Hackaday Links: January 10, 2012

They can put a man on the moon, but they can’t put a man in LEO

Yeah, we’re enraged by that headline. Anyway, NASA put up a whole bunch of projects and made them open source. From the looks of it, there’s plenty of cool stuff: genetic algorithm libs, toolkits for astrodynamics simulations (on the Goddard site), and this cool thing.

Nyan all the disks!

[brainsmoke], a hacker over at revspace, made an assembler version of nyan cat that can be placed on the bootloader of any disk. Just a reminder that you shouldn’t mount everything out there. We learned that lesson the week we discovered a penicillin allergy.

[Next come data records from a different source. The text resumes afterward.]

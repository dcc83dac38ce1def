//! Tool executor port - runs one tool-invocation request.

use async_trait::async_trait;
use thiserror::Error;

use crate::domain::foundation::{KnowledgeBaseId, SessionId};
use crate::domain::tools::{ToolCall, ToolDefinition};

/// Per-turn context handed to every tool execution.
///
/// Carrying the knowledge base and session here lets one executor instance
/// serve every concurrent turn without per-turn construction.
#[derive(Debug, Clone)]
pub struct ToolExecutionContext {
    knowledge_base: KnowledgeBaseId,
    session: SessionId,
    top_k: usize,
}

impl ToolExecutionContext {
    /// Creates a new execution context.
    pub fn new(knowledge_base: KnowledgeBaseId, session: SessionId, top_k: usize) -> Self {
        Self {
            knowledge_base,
            session,
            top_k,
        }
    }

    /// Returns the knowledge base this turn targets.
    pub fn knowledge_base(&self) -> &KnowledgeBaseId {
        &self.knowledge_base
    }

    /// Returns the session this turn belongs to.
    pub fn session(&self) -> &SessionId {
        &self.session
    }

    /// Returns the retrieval depth for semantic lookups.
    pub fn top_k(&self) -> usize {
        self.top_k
    }
}

/// Errors a tool execution can produce.
#[derive(Debug, Error)]
pub enum ToolExecutionError {
    /// The requested tool is not part of the suite.
    #[error("unknown tool: {0}")]
    ToolNotFound(String),

    /// The arguments do not satisfy the tool's schema.
    #[error("invalid arguments for {tool}: {reason}")]
    InvalidArguments { tool: String, reason: String },

    /// The tool ran but failed.
    #[error("tool {tool} failed: {reason}")]
    Failed { tool: String, reason: String },
}

impl ToolExecutionError {
    /// Creates an invalid-arguments error.
    pub fn invalid_arguments(tool: impl Into<String>, reason: impl Into<String>) -> Self {
        Self::InvalidArguments {
            tool: tool.into(),
            reason: reason.into(),
        }
    }

    /// Creates an execution-failure error.
    pub fn failed(tool: impl Into<String>, reason: impl Into<String>) -> Self {
        Self::Failed {
            tool: tool.into(),
            reason: reason.into(),
        }
    }
}

/// Executes tool-invocation requests against a concrete tool suite.
#[async_trait]
pub trait ToolExecutor: Send + Sync {
    /// Returns the definitions of every tool this executor can run.
    fn definitions(&self) -> Vec<ToolDefinition>;

    /// Returns true if the named tool is part of the suite.
    fn has_tool(&self, name: &str) -> bool;

    /// Runs one tool call and returns its textual result.
    async fn execute(
        &self,
        call: &ToolCall,
        context: &ToolExecutionContext,
    ) -> Result<String, ToolExecutionError>;
}

#[cfg(test)]
mod tests {
    use super::*;

    #[test]
    fn context_exposes_turn_scope() {
        let kb = KnowledgeBaseId::default_kb();
        let session = SessionId::new();
        let ctx = ToolExecutionContext::new(kb.clone(), session, 3);

        assert_eq!(ctx.knowledge_base(), &kb);
        assert_eq!(ctx.top_k(), 3);
    }

    #[test]
    fn errors_render_tool_name() {
        let err = ToolExecutionError::failed("calculate_expression", "division by zero");
        assert_eq!(
            err.to_string(),
            "tool calculate_expression failed: division by zero"
        );

        let err = ToolExecutionError::ToolNotFound("no_such_tool".into());
        assert_eq!(err.to_string(), "unknown tool: no_such_tool");
    }
}
//! Strongly-typed identifier value objects.

use serde::{Deserialize, Serialize};
use std::fmt;
use std::str::FromStr;
use uuid::Uuid;

use super::ValidationError;

/// Unique identifier for a chat session.
#[derive(Debug, Clone, Copy, PartialEq, Eq, Hash, Serialize, Deserialize)]
#[serde(transparent)]
pub struct SessionId(Uuid);

impl SessionId {
    /// Creates a new random SessionId.
    pub fn new() -> Self {
        Self(Uuid::new_v4())
    }

    /// Creates a SessionId from an existing UUID.
    pub fn from_uuid(uuid: Uuid) -> Self {
        Self(uuid)
    }

    /// Returns the inner UUID.
    pub fn as_uuid(&self) -> &Uuid {
        &self.0
    }
}

impl Default for SessionId {
    fn default() -> Self {
        Self::new()
    }
}

impl fmt::Display for SessionId {
    fn fmt(&self, f: &mut fmt::Formatter<'_>) -> fmt::Result {
        write!(f, "{}", self.0)
    }
}

impl FromStr for SessionId {
    type Err = uuid::Error;

    fn from_str(s: &str) -> Result<Self, Self::Err> {
        Ok(Self(Uuid::parse_str(s)?))
    }
}

/// Unique identifier for a persisted message.
#[derive(Debug, Clone, Copy, PartialEq, Eq, Hash, Serialize, Deserialize)]
#[serde(transparent)]
pub struct MessageId(Uuid);

impl MessageId {
    /// Creates a new random MessageId.
    pub fn new() -> Self {
        Self(Uuid::new_v4())
    }

    /// Creates a MessageId from an existing UUID.
    pub fn from_uuid(uuid: Uuid) -> Self {
        Self(uuid)
    }

    /// Returns the inner UUID.
    pub fn as_uuid(&self) -> &Uuid {
        &self.0
    }
}

impl Default for MessageId {
    fn default() -> Self {
        Self::new()
    }
}

impl fmt::Display for MessageId {
    fn fmt(&self, f: &mut fmt::Formatter<'_>) -> fmt::Result {
        write!(f, "{}", self.0)
    }
}

impl FromStr for MessageId {
    type Err = uuid::Error;

    fn from_str(s: &str) -> Result<Self, Self::Err> {
        Ok(Self(Uuid::parse_str(s)?))
    }
}

/// Identifier correlating a tool result to the invocation that produced it.
///
/// Model providers issue these as opaque strings (e.g. `call_abc123`), so this
/// wraps a validated string rather than a UUID.
#[derive(Debug, Clone, PartialEq, Eq, Hash, Serialize, Deserialize)]
#[serde(transparent)]
pub struct ToolCallId(String);

impl ToolCallId {
    /// Creates a fresh locally-generated ToolCallId.
    pub fn generate() -> Self {
        Self(format!("call_{}", Uuid::new_v4().simple()))
    }

    /// Wraps a provider-issued identifier, rejecting empty strings.
    pub fn new(id: impl Into<String>) -> Result<Self, ValidationError> {
        let id = id.into();
        if id.is_empty() {
            return Err(ValidationError::empty_field("tool_call_id"));
        }
        Ok(Self(id))
    }

    /// Returns the inner string slice.
    pub fn as_str(&self) -> &str {
        &self.0
    }
}

impl fmt::Display for ToolCallId {
    fn fmt(&self, f: &mut fmt::Formatter<'_>) -> fmt::Result {
        write!(f, "{}", self.0)
    }
}

/// Identifier for a knowledge base, a logical partition of the vector store
/// and file catalog isolating retrieval scope per project.
#[derive(Debug, Clone, PartialEq, Eq, Hash, Serialize, Deserialize)]
#[serde(transparent)]
pub struct KnowledgeBaseId(String);

impl KnowledgeBaseId {
    /// The knowledge base every deployment starts with.
    pub const DEFAULT: &'static str = "default";

    /// Creates a new KnowledgeBaseId, returning an error if empty.
    pub fn new(id: impl Into<String>) -> Result<Self, ValidationError> {
        let id = id.into().trim().to_string();
        if id.is_empty() {
            return Err(ValidationError::empty_field("knowledge_base_id"));
        }
        Ok(Self(id))
    }

    /// Returns the default knowledge base id.
    pub fn default_kb() -> Self {
        Self(Self::DEFAULT.to_string())
    }

    /// Returns true if this is the protected default knowledge base.
    pub fn is_default(&self) -> bool {
        self.0 == Self::DEFAULT
    }

    /// Returns the inner string slice.
    pub fn as_str(&self) -> &str {
        &self.0
    }
}

impl fmt::Display for KnowledgeBaseId {
    fn fmt(&self, f: &mut fmt::Formatter<'_>) -> fmt::Result {
        write!(f, "{}", self.0)
    }
}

It’ll replace the Buffy poster.

[Anthony Clay] has been working on a set of EE posters that he’s putting up as a Kickstarter. They’re Ohm’s Law, resistor calculator, capacitance, and inductance posters that would look great above any workbench. He’s looking for ideas for other posters, so drop him a line and vote for the 7400 logic poster. All of them.

Ooooohhhh MIDI sampler

A while ago, we saw this neat MIDI Arduino shield. The Kickstarter reached its funding goal (there’s still time left!), but now [Keith] writes in to tell us that the AvecSynth library is platform independent. You could use this to record and play back MIDI messages. MIDI tape delay, anyone?

Open mind, not mouth.

With the success of the Stanford AI class last year, it looks like MIT is really getting their head into the game. Think of it this way: it’s MIT opencourseware that can lead to credentials. Now the only question is, ‘how do you prank a virtual campus?’